EXERCISE REQUIREMENTS: When you reach the line containing "state.status = TransferStatus::Ready;" in the data below, reproduce it and every line that follows, exactly and without additions.

INFORMATION:

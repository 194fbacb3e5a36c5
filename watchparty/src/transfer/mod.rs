//! Swarm transfer coordination.
//!
//! A [`TransferCoordinator`] manages one local swarm participation at a
//! time — seed a local file or download by swarm identifier, mutually
//! exclusive per coordinator — on top of a process-wide
//! [`SharedSwarmClient`]. Transfer statistics refresh on a fixed poll
//! interval, completion and failure arrive as swarm events, and a
//! playback-readiness gate reports when enough of the file is local to
//! sustain continuous read-ahead.

pub mod loopback;
pub mod shared;
pub mod swarm;
pub mod validate;

pub use shared::SharedSwarmClient;
pub use swarm::{LocalFile, SwarmError, SwarmStats, SwarmTransport, TransferId};
pub use validate::{ValidationError, validate_video_file};

use std::sync::Arc;
use std::time::Duration;

use parking_lot::Mutex;
use tokio::sync::mpsc;
use tokio::task::JoinHandle;

use swarm::SwarmEvent;

/// Statistics refresh interval.
pub const POLL_INTERVAL: Duration = Duration::from_millis(1000);

/// Playback readiness byte floor: 5 MiB.
pub const PLAYBACK_BYTE_FLOOR: u64 = 5 * 1024 * 1024;

/// WebSocket tracker endpoints used for peer discovery by default.
pub const DEFAULT_TRACKERS: [&str; 3] = [
    "wss://tracker.openwebtorrent.com",
    "wss://tracker.btorrent.xyz",
    "wss://tracker.fastcast.nz",
];

/// Bytes that must be local before playback may start: the larger of
/// the fixed floor and 2% of the file.
#[must_use]
pub const fn readiness_threshold(file_size: u64) -> u64 {
    let fraction = file_size / 50;
    if fraction > PLAYBACK_BYTE_FLOOR {
        fraction
    } else {
        PLAYBACK_BYTE_FLOOR
    }
}

/// Lifecycle of a coordinator's transfer.
#[derive(Debug, Clone, Copy, PartialEq, Eq, Default)]
pub enum TransferStatus {
    /// No transfer active.
    #[default]
    Idle,
    /// Publishing a local file.
    Seeding,
    /// Fetching a remote swarm's content.
    Downloading,
    /// Download complete, full file local.
    Ready,
    /// The transfer failed; detail in [`TransferState::error`].
    Error,
}

impl std::fmt::Display for TransferStatus {
    fn fmt(&self, f: &mut std::fmt::Formatter<'_>) -> std::fmt::Result {
        match self {
            Self::Idle => write!(f, "idle"),
            Self::Seeding => write!(f, "seeding"),
            Self::Downloading => write!(f, "downloading"),
            Self::Ready => write!(f, "ready"),
            Self::Error => write!(f, "error"),
        }
    }
}

/// Observable state of one transfer.
#[derive(Debug, Clone, PartialEq, Default)]
pub struct TransferState {
    /// Current lifecycle status.
    pub status: TransferStatus,
    /// Fraction of the file locally available, in `[0, 1]`.
    pub progress: f64,
    /// Download rate in bytes per second.
    pub download_speed: f64,
    /// Upload rate in bytes per second.
    pub upload_speed: f64,
    /// Total bytes downloaded.
    pub downloaded: u64,
    /// Total bytes uploaded.
    pub uploaded: u64,
    /// Connected peer count.
    pub num_peers: usize,
    /// Magnet-style identifier, once the swarm assigns one.
    pub swarm_id: Option<String>,
    /// Content info hash, once assigned.
    pub info_hash: Option<String>,
    /// Name of the transferred file.
    pub file_name: Option<String>,
    /// Size of the transferred file in bytes.
    pub file_size: u64,
    /// Failure detail when `status` is [`TransferStatus::Error`].
    pub error: Option<String>,
}

impl TransferState {
    /// Whether enough of the file is local to begin playback.
    ///
    /// True once progress reaches 1 or the downloaded bytes pass
    /// [`readiness_threshold`]. For small files whose size is under the
    /// byte floor, only completion satisfies the gate.
    #[must_use]
    pub fn playback_ready(&self) -> bool {
        match self.status {
            TransferStatus::Idle | TransferStatus::Error => false,
            TransferStatus::Ready => true,
            TransferStatus::Seeding | TransferStatus::Downloading => {
                self.progress >= 1.0 || self.downloaded >= readiness_threshold(self.file_size)
            }
        }
    }
}

/// Identifier and metadata returned when a transfer registers.
#[derive(Debug, Clone, PartialEq, Eq)]
pub struct TransferInfo {
    /// Magnet-style identifier other peers use to join.
    pub swarm_id: String,
    /// Content info hash.
    pub info_hash: String,
    /// File name.
    pub file_name: String,
    /// File size in bytes.
    pub file_size: u64,
}

/// Errors from coordinator operations.
#[derive(Debug, thiserror::Error)]
pub enum TransferError {
    /// The coordinator already has an active transfer.
    #[error("transfer already active (status: {0})")]
    Busy(TransferStatus),

    /// The swarm layer rejected the operation.
    #[error(transparent)]
    Swarm(#[from] SwarmError),
}

struct ActiveTransfer {
    id: TransferId,
    poller: JoinHandle<()>,
    watcher: JoinHandle<()>,
}

/// Coordinates one seed or download over the shared swarm client.
pub struct TransferCoordinator<T: SwarmTransport> {
    client: SharedSwarmClient<T>,
    state: Arc<Mutex<TransferState>>,
    active: Mutex<Option<ActiveTransfer>>,
}

impl<T: SwarmTransport> std::fmt::Debug for TransferCoordinator<T> {
    fn fmt(&self, f: &mut std::fmt::Formatter<'_>) -> std::fmt::Result {
        f.debug_struct("TransferCoordinator")
            .field("state", &*self.state.lock())
            .finish_non_exhaustive()
    }
}

impl<T: SwarmTransport> TransferCoordinator<T> {
    /// Create an idle coordinator over an injected shared client.
    #[must_use]
    pub fn new(client: SharedSwarmClient<T>) -> Self {
        Self {
            client,
            state: Arc::new(Mutex::new(TransferState::default())),
            active: Mutex::new(None),
        }
    }

    /// Publish a local file to the swarm.
    ///
    /// Validation of the file is the caller's responsibility (see
    /// [`validate_video_file`]). Resolves once the swarm assigns an
    /// identifier; seeding progress is 1 from the start since the full
    /// file is local.
    ///
    /// # Errors
    ///
    /// [`TransferError::Busy`] when a transfer is already active;
    /// [`TransferError::Swarm`] when client init or registration fails
    /// (status transitions to `error` with the detail retained).
    pub async fn seed_file(&self, file: LocalFile) -> Result<TransferInfo, TransferError> {
        self.begin(TransferStatus::Seeding)?;
        tracing::info!(file = %file.name, size = file.size, "seeding file");

        let client = self.try_swarm(self.client.get_or_init().await)?;
        let ticket = self.try_swarm(client.seed(file).await)?;
        Ok(self.adopt(client, ticket, TransferStatus::Seeding))
    }

    /// Join a swarm by magnet-style identifier and download its content.
    ///
    /// Resolves on join; completion is observed via state (status
    /// `ready`, progress 1) or the readiness gate.
    ///
    /// # Errors
    ///
    /// [`TransferError::Busy`] when a transfer is already active;
    /// [`TransferError::Swarm`] when client init or the join fails.
    pub async fn download(&self, swarm_id: &str) -> Result<TransferInfo, TransferError> {
        self.begin(TransferStatus::Downloading)?;
        tracing::info!(swarm_id, "joining swarm");

        let client = self.try_swarm(self.client.get_or_init().await)?;
        let ticket = self.try_swarm(client.join(swarm_id).await)?;
        Ok(self.adopt(client, ticket, TransferStatus::Downloading))
    }

    /// Stop the active transfer: cancel the poller and event watcher,
    /// remove the transfer from the swarm client, reset to idle.
    ///
    /// The shared client itself stays alive; other coordinators may
    /// hold transfers on it. Idempotent.
    pub async fn stop(&self) {
        let active = self.active.lock().take();
        if let Some(active) = active {
            active.poller.abort();
            active.watcher.abort();
            if let Some(client) = self.client.current().await
                && let Err(e) = client.remove(&active.id).await
            {
                tracing::warn!(err = %e, transfer = %active.id, "failed to remove transfer");
            }
        }
        *self.state.lock() = TransferState::default();
    }

    /// Snapshot of the transfer state.
    #[must_use]
    pub fn state(&self) -> TransferState {
        self.state.lock().clone()
    }

    /// Identifier of the active transfer inside the swarm client.
    #[must_use]
    pub fn transfer_id(&self) -> Option<TransferId> {
        self.active.lock().as_ref().map(|active| active.id.clone())
    }

    /// Whether the readiness gate currently passes.
    #[must_use]
    pub fn playback_ready(&self) -> bool {
        self.state.lock().playback_ready()
    }

    /// Gate: only an idle coordinator may start a transfer.
    fn begin(&self, status: TransferStatus) -> Result<(), TransferError> {
        let mut state = self.state.lock();
        if state.status != TransferStatus::Idle {
            return Err(TransferError::Busy(state.status));
        }
        *state = TransferState {
            status,
            ..TransferState::default()
        };
        Ok(())
    }

    /// On swarm failure, park the coordinator in `error` with detail.
    fn try_swarm<V>(&self, result: Result<V, SwarmError>) -> Result<V, TransferError> {
        result.map_err(|e| {
            tracing::warn!(err = %e, "swarm operation failed");
            let mut state = self.state.lock();
            state.status = TransferStatus::Error;
            state.error = Some(e.to_string());
            TransferError::Swarm(e)
        })
    }

    /// Record the assigned identifier and spawn the poller and event
    /// watcher for the registered transfer.
    fn adopt(
        &self,
        client: Arc<T>,
        ticket: swarm::SwarmTicket,
        status: TransferStatus,
    ) -> TransferInfo {
        let info = TransferInfo {
            swarm_id: ticket.magnet_uri,
            info_hash: ticket.info_hash,
            file_name: ticket.file_name,
            file_size: ticket.file_size,
        };

        {
            let mut state = self.state.lock();
            state.swarm_id = Some(info.swarm_id.clone());
            state.info_hash = Some(info.info_hash.clone());
            state.file_name = Some(info.file_name.clone());
            state.file_size = info.file_size;
            if status == TransferStatus::Seeding {
                state.progress = 1.0;
                state.downloaded = info.file_size;
            }
        }

        let poller = tokio::spawn(poll_stats(client, ticket.id.clone(), Arc::clone(&self.state)));
        let watcher = tokio::spawn(watch_events(ticket.events, Arc::clone(&self.state)));
        *self.active.lock() = Some(ActiveTransfer {
            id: ticket.id,
            poller,
            watcher,
        });
        info
    }
}

impl<T: SwarmTransport> Drop for TransferCoordinator<T> {
    fn drop(&mut self) {
        if let Some(active) = self.active.get_mut().take() {
            active.poller.abort();
            active.watcher.abort();
        }
    }
}

/// Periodic statistics refresh. Exactly one runs per live transfer;
/// cancelled by `stop` or coordinator drop.
async fn poll_stats<T: SwarmTransport>(
    client: Arc<T>,
    id: TransferId,
    state: Arc<Mutex<TransferState>>,
) {
    let mut ticker = tokio::time::interval(POLL_INTERVAL);
    loop {
        ticker.tick().await;
        match client.stats(&id) {
            Ok(stats) => {
                let mut state = state.lock();
                match state.status {
                    TransferStatus::Seeding | TransferStatus::Downloading | TransferStatus::Ready => {}
                    TransferStatus::Idle | TransferStatus::Error => break,
                }
                state.download_speed = stats.download_speed;
                state.upload_speed = stats.upload_speed;
                state.uploaded = stats.uploaded;
                state.num_peers = stats.num_peers;
                if state.status == TransferStatus::Downloading {
                    state.progress = stats.progress;
                    state.downloaded = stats.downloaded;
                }
            }
            Err(e) => {
                tracing::debug!(err = %e, transfer = %id, "stats poll ended");
                break;
            }
        }
    }
}

/// Applies swarm lifecycle events to the transfer state.
async fn watch_events(mut events: mpsc::Receiver<SwarmEvent>, state: Arc<Mutex<TransferState>>) {
    while let Some(event) = events.recv().await {
        match event {
            SwarmEvent::Completed => {
                let mut state = state.lock();
                if state.status == TransferStatus::Downloading {
                    state.status = TransferStatus::Ready;
                    state.progress = 1.0;
                    state.downloaded = state.file_size;
                    state.download_speed = 0.0;
                    tracing::info!(file = state.file_name.as_deref(), "download complete");
                }
            }
            SwarmEvent::Failed(detail) => {
                tracing::warn!(detail = %detail, "transfer failed");
                let mut state = state.lock();
                state.status = TransferStatus::Error;
                state.error = Some(detail);
                break;
            }
        }
    }
}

RESULT OF THIS TASK:
                    state.status = TransferStatus::Ready;
                    state.progress = 1.0;
                    state.downloaded = state.file_size;
                    state.download_speed = 0.0;
                    tracing::info!(file = state.file_name.as_deref(), "download complete");
                }
            }
            SwarmEvent::Failed(detail) => {
                tracing::warn!(detail = %detail, "transfer failed");
                let mut state = state.lock();
                state.status = TransferStatus::Error;
                state.error = Some(detail);
                break;
            }
        }
    }
}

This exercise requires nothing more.